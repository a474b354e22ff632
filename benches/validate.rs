//! Validation throughput benchmarks.

use criterion::{Criterion, black_box, criterion_group, criterion_main};
use serde_json::json;
use shapecheck::prelude::*;

fn bench_scalars(c: &mut Criterion) {
    let schema = string().min(3).max(64);
    let input = json!("a reasonably sized string value");
    c.bench_function("string_bounds", |b| {
        b.iter(|| schema.validate(black_box(&input)).unwrap());
    });

    let schema = number().min(1.0).max(1_000_000.0);
    let input = json!("123456");
    c.bench_function("number_coerce", |b| {
        b.iter(|| schema.validate(black_box(&input)).unwrap());
    });
}

fn bench_nested(c: &mut Criterion) {
    let schema = object(fields! {
        "name" => string().min(1),
        "email" => string().email(),
        "scores" => array(number().min(0.0).max(100.0)).max(32),
        "meta" => object(fields! {
            "version" => number(),
        }).optional(),
    });
    let input = json!({
        "name": "alice",
        "email": "alice@example.com",
        "scores": [90, 85, "72", 100],
        "meta": { "version": 2 },
    });
    c.bench_function("nested_object", |b| {
        b.iter(|| schema.validate(black_box(&input)).unwrap());
    });
}

criterion_group!(benches, bench_scalars, bench_nested);
criterion_main!(benches);
//! String validator.

use std::fmt;
use std::rc::Rc;
use std::sync::LazyLock;

use serde_json::Value;

use crate::core::config::{Pipeline, Shared, enforced_len, run_pipeline, shared};
use crate::core::error::Measured;
use crate::core::{CustomError, ErrorKind, Kind, Validate, ValidationError};
use crate::definition::Definition;

static EMAIL_REGEX: LazyLock<regex::Regex> =
    LazyLock::new(|| regex::Regex::new(r"^[\w.-]+@([\w-]+\.)+[\w-]{2,4}$").unwrap());

struct StringConfig {
    required: bool,
    min: Option<usize>,
    max: Option<usize>,
    allowed: Option<Vec<String>>,
    disallowed: Option<Vec<String>>,
    transforms: Pipeline<String>,
}

/// Validates UTF-8 strings against length bounds, enumerations, and the
/// custom-transform pipeline. Performs no coercion.
///
/// Handles are cheap aliases: clones and the
/// [`optional`](Self::optional)/[`required`](Self::required) counterparts
/// share one configuration cell, so fluent mutations through any handle
/// are visible to all of them.
///
/// # Examples
///
/// ```
/// use shapecheck::{string, Validate};
/// use serde_json::json;
///
/// let username = string().min(3).max(20);
/// assert_eq!(username.validate(&json!("alice")).unwrap(), json!("alice"));
/// assert!(username.validate(&json!("ab")).is_err());
/// ```
#[derive(Clone)]
pub struct StringValidator {
    config: Shared<StringConfig>,
}

impl StringValidator {
    pub(crate) fn new() -> Self {
        Self {
            config: shared(StringConfig {
                required: true,
                min: None,
                max: None,
                allowed: None,
                disallowed: None,
                transforms: Vec::new(),
            }),
        }
    }

    /// Sets the minimum length in chars (inclusive).
    ///
    /// A bound of exactly `0` is treated as unset and never enforced.
    pub fn min(self, min: usize) -> Self {
        self.config.borrow_mut().min = Some(min);
        self
    }

    /// Sets the maximum length in chars (inclusive).
    ///
    /// A bound of exactly `0` is treated as unset and never enforced.
    pub fn max(self, max: usize) -> Self {
        self.config.borrow_mut().max = Some(max);
        self
    }

    /// Restricts the value to the given set.
    pub fn whitelist<I, S>(self, allowed: I) -> Self
    where
        I: IntoIterator<Item = S>,
        S: Into<String>,
    {
        self.config.borrow_mut().allowed = Some(allowed.into_iter().map(Into::into).collect());
        self
    }

    /// Rejects any value in the given set.
    pub fn blacklist<I, S>(self, disallowed: I) -> Self
    where
        I: IntoIterator<Item = S>,
        S: Into<String>,
    {
        self.config.borrow_mut().disallowed =
            Some(disallowed.into_iter().map(Into::into).collect());
        self
    }

    /// Appends an email-shape check to the transform pipeline.
    ///
    /// Rejects values that do not look like an email address; accepted
    /// values are lower-cased, since email matching is case-insensitive
    /// and the canonical form is lowercase.
    pub fn email(self) -> Self {
        self.config
            .borrow_mut()
            .transforms
            .push(Box::new(|value: String| {
                if EMAIL_REGEX.is_match(&value) {
                    Ok(value.to_lowercase())
                } else {
                    Err(CustomError::with_kind(
                        ErrorKind::InvalidEmail,
                        "Invalid email address",
                    ))
                }
            }));
        self
    }

    /// Appends a custom transform to the pipeline.
    ///
    /// Transforms run after all built-in checks, in registration order;
    /// each receives the previous transform's output.
    pub fn custom(
        self,
        transform: impl Fn(String) -> Result<String, CustomError> + 'static,
    ) -> Self {
        self.config.borrow_mut().transforms.push(Box::new(transform));
        self
    }

    /// Returns an aliasing handle with the shared `required` flag cleared.
    #[must_use]
    pub fn optional(&self) -> Self {
        self.config.borrow_mut().required = false;
        Self {
            config: Rc::clone(&self.config),
        }
    }

    /// Returns an aliasing handle with the shared `required` flag set.
    #[must_use]
    pub fn required(&self) -> Self {
        self.config.borrow_mut().required = true;
        Self {
            config: Rc::clone(&self.config),
        }
    }
}

impl Validate for StringValidator {
    fn kind(&self) -> Kind {
        Kind::String
    }

    fn is_required(&self) -> bool {
        self.config.borrow().required
    }

    fn validate_at(
        &self,
        value: Option<&Value>,
        path: &str,
    ) -> Result<Option<Value>, ValidationError> {
        let config = self.config.borrow();
        let Some(value) = value else {
            if config.required {
                return Err(ValidationError::required(path));
            }
            return Ok(None);
        };
        let Value::String(input) = value else {
            return Err(ValidationError::type_mismatch(path, Kind::String));
        };

        let length = input.chars().count();
        if let Some(min) = enforced_len(config.min) {
            if length < min {
                return Err(ValidationError::below_minimum(
                    path,
                    Measured::Chars,
                    min,
                    length,
                ));
            }
        }
        if let Some(max) = enforced_len(config.max) {
            if length > max {
                return Err(ValidationError::above_maximum(
                    path,
                    Measured::Chars,
                    max,
                    length,
                ));
            }
        }
        if let Some(allowed) = &config.allowed {
            if !allowed.iter().any(|candidate| candidate == input) {
                return Err(ValidationError::not_whitelisted(path, allowed));
            }
        }
        if let Some(disallowed) = &config.disallowed {
            if disallowed.iter().any(|candidate| candidate == input) {
                return Err(ValidationError::blacklisted(path, disallowed));
            }
        }

        let output = run_pipeline(&config.transforms, path, input.clone())?;
        Ok(Some(Value::String(output)))
    }

    fn definition(&self) -> Definition {
        let config = self.config.borrow();
        Definition {
            min: config.min.map(|m| m as f64),
            max: config.max.map(|m| m as f64),
            allowed: config
                .allowed
                .as_ref()
                .map(|values| values.iter().cloned().map(Value::String).collect()),
            disallowed: config
                .disallowed
                .as_ref()
                .map(|values| values.iter().cloned().map(Value::String).collect()),
            ..Definition::new(Kind::String, config.required)
        }
    }
}

impl fmt::Debug for StringValidator {
    fn fmt(&self, f: &mut fmt::Formatter<'_>) -> fmt::Result {
        let config = self.config.borrow();
        f.debug_struct("StringValidator")
            .field("required", &config.required)
            .field("min", &config.min)
            .field("max", &config.max)
            .field("allowed", &config.allowed)
            .field("disallowed", &config.disallowed)
            .field("transforms", &config.transforms.len())
            .finish()
    }
}

#[cfg(test)]
mod tests {
    use super::*;
    use crate::validators::string;
    use serde_json::json;

    #[test]
    fn length_is_measured_in_chars() {
        // 2 chars, 8 bytes
        let v = string().min(3);
        let err = v.validate(&json!("\u{1f44b}\u{1f30d}")).unwrap_err();
        assert_eq!(err.kind(), ErrorKind::BelowMinimum);
        assert_eq!(err.param("actual"), Some("2"));
    }

    #[test]
    fn email_lowercases_valid_addresses() {
        let v = string().email();
        assert_eq!(
            v.validate(&json!("EXAMPLE@Gmail.com")).unwrap(),
            json!("example@gmail.com")
        );
    }

    #[test]
    fn email_requires_dotted_domain() {
        let v = string().email();
        let err = v.validate(&json!("example@test")).unwrap_err();
        assert_eq!(err.kind(), ErrorKind::InvalidEmail);
        assert_eq!(err.message(), "Invalid email address");
    }

    #[test]
    fn paired_handles_share_configuration() {
        let required = string();
        let optional = required.optional();
        assert!(!required.is_required());

        // A bound added through one handle is seen by the other.
        let optional = optional.min(5);
        assert!(required.validate(&json!("ab")).is_err());

        let required = optional.required();
        assert_eq!(required.validate(&json!("hello")).unwrap(), json!("hello"));
    }
}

•••

• INSTRUCTIONS FOR THE TASK
List the lines of the records where "ErrorKind" occurs.

• WORKED SOLUTION
use crate::core::{CustomError, ErrorKind, Kind, Validate, ValidationError};
                        ErrorKind::InvalidEmail,
        assert_eq!(err.kind(), ErrorKind::BelowMinimum);
        assert_eq!(err.kind(), ErrorKind::InvalidEmail);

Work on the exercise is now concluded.